10223-MPC-4 Methylation Analysis of MGMT promoter Using a Bench-Top Long-Read Sequencer

Abstract Background Glioblastoma, IDH-wildtype (GBM), is associated with an extremely poor prognosis. Temozolomide (TMZ) is administered concurrently with radiotherapy and as maintenance therapy. The therapeutic efficacy of TMZ depends on the expression of MGMT (O^6-methylguanine-DNA methyltransferase), a DNA repair enzyme, and is regulated by the methylation status of the MGMT promoter region. Recently, single nucleotide variants have been successfully analyzed using long-read sequencing in clinical settings. In this paper, we investigated the clinical applicability of MGMT methylation analysis using amplicon sequencing of bisulfite-treated DNA. Methods Three surgically resected GBM specimens from Kyorin University Hospital were analyzed, all of which had previously undergone MGMT methylation analysis by pyrosequencing using frozen tissue. Bisulfite-treated DNA was PCR-amplified using the corresponding primer set from the pyrosequencing protocol. Library preparation was performed using the Rapid Sequencing DNA V14-Barcoding Kit [SQK-RBK114. 24] (Oxford Nanopore Technologies). Sequencing was conducted using a Flongle flow cell (ONT), and methylation status was determined based on nucleotide sequences at CpG sites within the amplicons. Results The amplicons contained 16 CpG sites. Sequencing results indicated that cytosine (C) represented methylated sites, while thymine (T) indicated unmethylated sites. The average proportions at CpG sites were as follows: Case 1 - C 0%, T 90%; Case 2 - C 21%, T 60%; Case 3 - C 45%, T 23%. These results suggested unmethylated, methylated, and methylated MGMT promoter status, respectively, consistent with the pyrosequencing findings.
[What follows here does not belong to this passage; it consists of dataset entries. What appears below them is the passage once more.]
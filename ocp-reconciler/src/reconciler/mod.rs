//! Resource reconcilers for OCP clusters and node pools.
//!
//! Every flow follows the same shape:
//!
//! - **create**: submit → operation handle → poll → re-fetch → project
//! - **read**: fetch → project, or `None` when the resource is gone
//! - **update**: compute the minimal partial update → send → merge the answer
//! - **delete**: submit → operation handle → poll
//!
//! The backend stays the source of truth; a [`Reconciler`] holds no state of
//! its own besides configuration and a cancellation token.

mod cluster;
mod node_pool;

pub use cluster::{carry_node_pools, plan_cluster_update};

use crate::poller::OperationPoller;
use ocp_core::{
    OcpError, OperationHandle, OperationRecord, ProviderConfig, ResourceApi, ResourceTimeouts,
    Result,
};
use std::future::Future;
use std::time::Duration;
use tokio_util::sync::CancellationToken;

/// Drives clusters and node pools towards their declared state.
///
/// # Example
///
/// ```no_run
/// use ocp_core::{ClusterSpec, ProviderConfig};
/// use ocp_core::testing::MockBackend;
/// use ocp_reconciler::Reconciler;
///
/// # async fn example(spec: ClusterSpec) -> ocp_core::Result<()> {
/// let config = ProviderConfig::from_env()?;
/// let reconciler = Reconciler::new(MockBackend::new(), &config);
///
/// let state = reconciler.create_cluster(&spec).await?;
/// println!("cluster {} is {}", state.id, state.status);
/// # Ok(())
/// # }
/// ```
pub struct Reconciler<A> {
    api: A,
    poller: OperationPoller,
    cluster_timeouts: ResourceTimeouts,
    node_pool_timeouts: ResourceTimeouts,
    cancel: CancellationToken,
}

impl<A: ResourceApi> Reconciler<A> {
    /// Create a reconciler issuing calls through `api`.
    pub fn new(api: A, config: &ProviderConfig) -> Self {
        Self {
            api,
            poller: OperationPoller::new(config.poll()),
            cluster_timeouts: config.cluster_timeouts(),
            node_pool_timeouts: config.node_pool_timeouts(),
            cancel: CancellationToken::new(),
        }
    }

    /// Abort operation waits when `cancel` fires.
    #[must_use]
    pub fn with_cancellation(mut self, cancel: CancellationToken) -> Self {
        self.cancel = cancel;
        self
    }

    /// The backend this reconciler talks to.
    pub fn api(&self) -> &A {
        &self.api
    }

    /// Token that aborts operation waits.
    pub fn cancellation_token(&self) -> &CancellationToken {
        &self.cancel
    }

    /// Wait for a submitted operation to finish.
    async fn await_operation(
        &self,
        handle: &OperationHandle,
        timeout: Duration,
    ) -> Result<OperationRecord> {
        self.poller
            .wait(&self.api, &handle.operation_id, timeout, &self.cancel)
            .await
    }

    /// Run a synchronous call sequence under a deadline.
    async fn within<T>(
        &self,
        action: String,
        timeout: Duration,
        work: impl Future<Output = Result<T>>,
    ) -> Result<T> {
        match tokio::time::timeout(timeout, work).await {
            Ok(result) => result,
            Err(_) => {
                tracing::warn!(
                    action = %action,
                    timeout_secs = timeout.as_secs(),
                    "Deadline exceeded"
                );
                Err(OcpError::DeadlineExceeded { action, timeout })
            }
        }
    }
}

/// Id of the resource an operation produced.
fn primary_object(record: &OperationRecord) -> Result<&str> {
    record
        .primary_object_id
        .as_deref()
        .filter(|id| !id.is_empty())
        .ok_or_else(|| {
            OcpError::malformed(format!(
                "operation {} succeeded without a primary_object_id",
                record
                    .id
                    .as_ref()
                    .map_or("<unknown>", |id| id.as_str())
            ))
        })
}
//! Integration tests for ocp-client.
//!
//! These tests verify the client API surface without requiring a running server.

use ocp_client::{Client, ClientError};
use ocp_core::{OcpError, ProviderConfig, Region};
use std::time::Duration;

fn config(endpoint: &str) -> ProviderConfig {
    ProviderConfig::builder()
        .token("test-token")
        .endpoint(endpoint)
        .build()
        .unwrap()
}

#[test]
fn test_client_construction() {
    assert!(Client::new(&config("http://localhost:8080")).is_ok());
    assert!(Client::new(&config("https://api.example.com/backend/api")).is_ok());

    let regional = ProviderConfig::builder()
        .token("test-token")
        .region(Region::Pl)
        .request_timeout(Duration::from_secs(5))
        .build()
        .unwrap();
    assert!(Client::new(&regional).is_ok());
}

#[test]
fn test_client_invalid_url() {
    let result = Client::new(&config("localhost:8080"));

    match result {
        Err(ClientError::InvalidUrl(msg)) => {
            assert!(msg.contains("http://"));
        }
        _ => panic!("Expected InvalidUrl error"),
    }
}

#[test]
fn test_error_display() {
    let error = ClientError::InvalidUrl("test error".to_string());
    let display = format!("{}", error);
    assert!(display.contains("Invalid URL"));
    assert!(display.contains("test error"));
}

#[test]
fn test_api_error_display() {
    let error = ClientError::Api {
        status: 409,
        message: "cluster name already taken".to_string(),
    };
    let display = format!("{}", error);
    assert!(display.contains("409"));
    assert!(display.contains("cluster name already taken"));
    assert!(!error.is_not_found());
}

#[test]
fn test_error_converts_into_core_error() {
    let error: OcpError = ClientError::InvalidResponse("truncated".to_string()).into();
    assert!(matches!(error, OcpError::MalformedResponse(msg) if msg == "truncated"));
}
Discussion Amplicon sequencing of the MGMT promoter region was successfully performed using bisulfite-treated DNA and a benchtop long-read sequencer. Although read evaluation was performed manually in this study, future implementation of alignment tools capable of accommodating the relatively high error rate of nanopore sequencing will be essential for large-scale analyses.